[Problem description] Of all the lines below, return only those starting with the line holding "pub const fn ordered() -> [Self; 2]" and going on through the line holding "a stored trait.", exactly as written.

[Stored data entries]
- Opening Delimiter -
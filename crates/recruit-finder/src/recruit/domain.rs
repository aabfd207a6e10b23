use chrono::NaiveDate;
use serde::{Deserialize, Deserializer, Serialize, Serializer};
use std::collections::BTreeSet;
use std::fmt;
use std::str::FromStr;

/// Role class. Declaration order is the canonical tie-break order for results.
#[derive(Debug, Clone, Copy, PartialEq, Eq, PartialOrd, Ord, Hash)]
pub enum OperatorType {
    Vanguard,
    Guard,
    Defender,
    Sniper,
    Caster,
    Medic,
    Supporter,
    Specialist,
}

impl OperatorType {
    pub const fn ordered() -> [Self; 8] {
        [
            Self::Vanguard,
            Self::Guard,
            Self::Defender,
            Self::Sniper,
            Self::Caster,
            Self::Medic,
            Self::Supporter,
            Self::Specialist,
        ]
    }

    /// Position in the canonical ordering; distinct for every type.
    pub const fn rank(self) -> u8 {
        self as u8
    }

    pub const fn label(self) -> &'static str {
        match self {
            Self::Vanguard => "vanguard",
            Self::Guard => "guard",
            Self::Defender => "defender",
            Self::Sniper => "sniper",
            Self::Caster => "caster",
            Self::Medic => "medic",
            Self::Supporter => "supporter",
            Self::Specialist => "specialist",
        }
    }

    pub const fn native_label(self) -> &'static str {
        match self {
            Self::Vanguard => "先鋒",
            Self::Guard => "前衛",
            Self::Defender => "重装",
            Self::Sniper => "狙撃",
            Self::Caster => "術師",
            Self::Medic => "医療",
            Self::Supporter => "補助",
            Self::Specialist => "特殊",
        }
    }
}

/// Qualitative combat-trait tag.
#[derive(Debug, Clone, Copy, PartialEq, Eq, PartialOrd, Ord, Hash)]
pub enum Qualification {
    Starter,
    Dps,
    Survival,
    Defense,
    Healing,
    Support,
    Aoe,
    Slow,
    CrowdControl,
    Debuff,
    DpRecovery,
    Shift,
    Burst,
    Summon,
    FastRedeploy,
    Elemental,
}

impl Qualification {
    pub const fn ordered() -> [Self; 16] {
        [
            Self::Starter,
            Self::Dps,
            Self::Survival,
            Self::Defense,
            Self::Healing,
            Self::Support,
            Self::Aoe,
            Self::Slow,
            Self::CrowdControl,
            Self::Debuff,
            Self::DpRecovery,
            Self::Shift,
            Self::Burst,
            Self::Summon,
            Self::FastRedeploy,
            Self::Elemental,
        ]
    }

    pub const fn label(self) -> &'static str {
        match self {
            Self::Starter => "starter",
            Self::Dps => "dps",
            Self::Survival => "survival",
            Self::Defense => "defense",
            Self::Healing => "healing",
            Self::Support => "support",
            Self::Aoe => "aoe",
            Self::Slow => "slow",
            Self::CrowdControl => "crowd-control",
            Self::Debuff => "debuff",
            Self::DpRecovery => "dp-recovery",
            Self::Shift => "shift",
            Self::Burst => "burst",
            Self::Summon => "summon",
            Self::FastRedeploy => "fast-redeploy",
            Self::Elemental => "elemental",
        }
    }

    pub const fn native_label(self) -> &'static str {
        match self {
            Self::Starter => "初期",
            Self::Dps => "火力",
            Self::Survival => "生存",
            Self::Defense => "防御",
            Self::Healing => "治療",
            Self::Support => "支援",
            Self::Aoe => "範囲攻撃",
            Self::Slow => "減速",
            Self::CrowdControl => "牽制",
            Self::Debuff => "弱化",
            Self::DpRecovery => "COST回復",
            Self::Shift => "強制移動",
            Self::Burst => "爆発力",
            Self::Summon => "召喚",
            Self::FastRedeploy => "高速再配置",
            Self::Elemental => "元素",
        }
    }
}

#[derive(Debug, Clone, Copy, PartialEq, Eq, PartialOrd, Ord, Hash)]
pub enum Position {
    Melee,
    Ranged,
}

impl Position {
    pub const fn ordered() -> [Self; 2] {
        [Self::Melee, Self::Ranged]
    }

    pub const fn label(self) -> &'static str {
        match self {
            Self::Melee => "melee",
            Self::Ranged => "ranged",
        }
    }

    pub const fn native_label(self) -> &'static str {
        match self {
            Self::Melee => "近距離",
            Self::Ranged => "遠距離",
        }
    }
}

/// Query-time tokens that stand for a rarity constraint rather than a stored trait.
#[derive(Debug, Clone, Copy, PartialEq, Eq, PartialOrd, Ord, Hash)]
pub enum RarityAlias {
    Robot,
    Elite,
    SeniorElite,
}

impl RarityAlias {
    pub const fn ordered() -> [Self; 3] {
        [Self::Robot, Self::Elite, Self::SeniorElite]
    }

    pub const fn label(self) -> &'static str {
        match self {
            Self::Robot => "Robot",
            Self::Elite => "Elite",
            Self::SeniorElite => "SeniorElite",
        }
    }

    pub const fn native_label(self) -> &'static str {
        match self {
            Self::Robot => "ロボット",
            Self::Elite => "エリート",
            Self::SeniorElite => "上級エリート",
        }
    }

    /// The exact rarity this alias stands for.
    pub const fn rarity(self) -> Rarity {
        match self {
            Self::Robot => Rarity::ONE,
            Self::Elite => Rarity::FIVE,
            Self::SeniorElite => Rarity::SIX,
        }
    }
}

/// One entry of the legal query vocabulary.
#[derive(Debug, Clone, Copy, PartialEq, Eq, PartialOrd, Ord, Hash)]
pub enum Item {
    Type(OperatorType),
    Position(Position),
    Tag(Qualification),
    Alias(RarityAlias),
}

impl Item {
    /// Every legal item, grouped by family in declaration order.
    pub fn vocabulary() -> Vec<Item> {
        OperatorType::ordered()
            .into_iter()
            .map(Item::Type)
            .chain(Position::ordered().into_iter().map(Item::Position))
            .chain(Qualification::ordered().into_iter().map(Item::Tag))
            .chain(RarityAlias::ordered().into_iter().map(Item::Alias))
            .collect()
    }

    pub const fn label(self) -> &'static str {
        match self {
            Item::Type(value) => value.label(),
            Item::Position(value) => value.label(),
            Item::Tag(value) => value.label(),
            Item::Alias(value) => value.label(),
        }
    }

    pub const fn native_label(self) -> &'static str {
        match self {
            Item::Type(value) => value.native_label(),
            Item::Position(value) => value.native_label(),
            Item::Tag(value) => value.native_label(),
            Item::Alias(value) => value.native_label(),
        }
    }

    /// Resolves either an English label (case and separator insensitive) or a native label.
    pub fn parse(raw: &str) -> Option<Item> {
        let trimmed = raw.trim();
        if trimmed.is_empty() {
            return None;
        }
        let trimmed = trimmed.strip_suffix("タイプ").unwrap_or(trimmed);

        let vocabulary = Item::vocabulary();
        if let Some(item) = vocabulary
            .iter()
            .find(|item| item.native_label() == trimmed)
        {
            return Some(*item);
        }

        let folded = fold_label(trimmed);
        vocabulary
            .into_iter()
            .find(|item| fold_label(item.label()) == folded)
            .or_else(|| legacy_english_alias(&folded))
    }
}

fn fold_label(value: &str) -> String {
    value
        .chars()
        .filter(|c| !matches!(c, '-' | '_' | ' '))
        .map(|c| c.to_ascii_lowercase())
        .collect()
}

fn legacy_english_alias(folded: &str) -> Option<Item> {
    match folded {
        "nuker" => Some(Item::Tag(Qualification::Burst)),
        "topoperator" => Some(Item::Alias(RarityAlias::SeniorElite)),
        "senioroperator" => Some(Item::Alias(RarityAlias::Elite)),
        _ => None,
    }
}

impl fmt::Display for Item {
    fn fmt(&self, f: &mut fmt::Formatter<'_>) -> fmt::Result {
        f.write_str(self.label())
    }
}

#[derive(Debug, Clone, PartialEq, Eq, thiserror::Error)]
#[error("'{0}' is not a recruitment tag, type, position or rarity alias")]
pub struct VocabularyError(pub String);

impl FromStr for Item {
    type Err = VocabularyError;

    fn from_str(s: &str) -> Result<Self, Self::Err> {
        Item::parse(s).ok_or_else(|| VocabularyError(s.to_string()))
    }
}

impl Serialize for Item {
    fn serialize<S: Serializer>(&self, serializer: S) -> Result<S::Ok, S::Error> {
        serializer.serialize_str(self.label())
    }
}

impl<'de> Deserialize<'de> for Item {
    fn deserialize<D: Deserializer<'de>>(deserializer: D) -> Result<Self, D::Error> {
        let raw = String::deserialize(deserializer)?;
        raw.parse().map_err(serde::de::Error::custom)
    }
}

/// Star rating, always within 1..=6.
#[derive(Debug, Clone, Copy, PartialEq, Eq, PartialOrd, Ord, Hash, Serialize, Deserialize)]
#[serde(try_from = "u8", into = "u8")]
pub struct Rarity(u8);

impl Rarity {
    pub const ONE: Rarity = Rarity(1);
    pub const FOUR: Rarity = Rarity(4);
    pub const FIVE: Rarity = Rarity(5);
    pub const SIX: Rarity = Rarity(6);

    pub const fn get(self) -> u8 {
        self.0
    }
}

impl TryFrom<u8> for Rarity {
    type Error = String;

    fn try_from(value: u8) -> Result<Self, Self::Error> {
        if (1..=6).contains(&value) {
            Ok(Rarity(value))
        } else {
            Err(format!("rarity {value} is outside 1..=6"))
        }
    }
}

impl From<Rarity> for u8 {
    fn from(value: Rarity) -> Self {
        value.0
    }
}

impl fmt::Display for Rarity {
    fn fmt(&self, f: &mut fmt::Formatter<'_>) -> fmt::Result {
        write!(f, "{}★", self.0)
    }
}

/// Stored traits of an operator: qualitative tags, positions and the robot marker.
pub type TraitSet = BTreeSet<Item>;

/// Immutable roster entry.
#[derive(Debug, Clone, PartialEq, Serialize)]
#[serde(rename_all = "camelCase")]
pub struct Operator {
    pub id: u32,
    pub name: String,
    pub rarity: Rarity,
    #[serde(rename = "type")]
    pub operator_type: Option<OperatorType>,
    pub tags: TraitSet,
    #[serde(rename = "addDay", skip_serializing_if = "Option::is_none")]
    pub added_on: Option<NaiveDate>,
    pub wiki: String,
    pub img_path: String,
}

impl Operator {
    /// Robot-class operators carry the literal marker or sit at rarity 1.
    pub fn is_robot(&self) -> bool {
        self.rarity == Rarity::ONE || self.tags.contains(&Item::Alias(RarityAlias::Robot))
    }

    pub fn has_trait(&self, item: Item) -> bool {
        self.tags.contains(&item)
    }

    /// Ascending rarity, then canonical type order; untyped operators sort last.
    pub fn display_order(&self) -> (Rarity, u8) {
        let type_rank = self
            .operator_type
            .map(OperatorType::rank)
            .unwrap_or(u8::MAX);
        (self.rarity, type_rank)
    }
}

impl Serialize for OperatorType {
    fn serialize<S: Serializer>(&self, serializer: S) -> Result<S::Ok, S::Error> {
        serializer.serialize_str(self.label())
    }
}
- Closing Delimiter -
[Task answer]
    pub const fn ordered() -> [Self; 2] {
        [Self::Melee, Self::Ranged]
    }

    pub const fn label(self) -> &'static str {
        match self {
            Self::Melee => "melee",
            Self::Ranged => "ranged",
        }
    }

    pub const fn native_label(self) -> &'static str {
        match self {
            Self::Melee => "近距離",
            Self::Ranged => "遠距離",
        }
    }
}

/// Query-time tokens that stand for a rarity constraint rather than a stored trait.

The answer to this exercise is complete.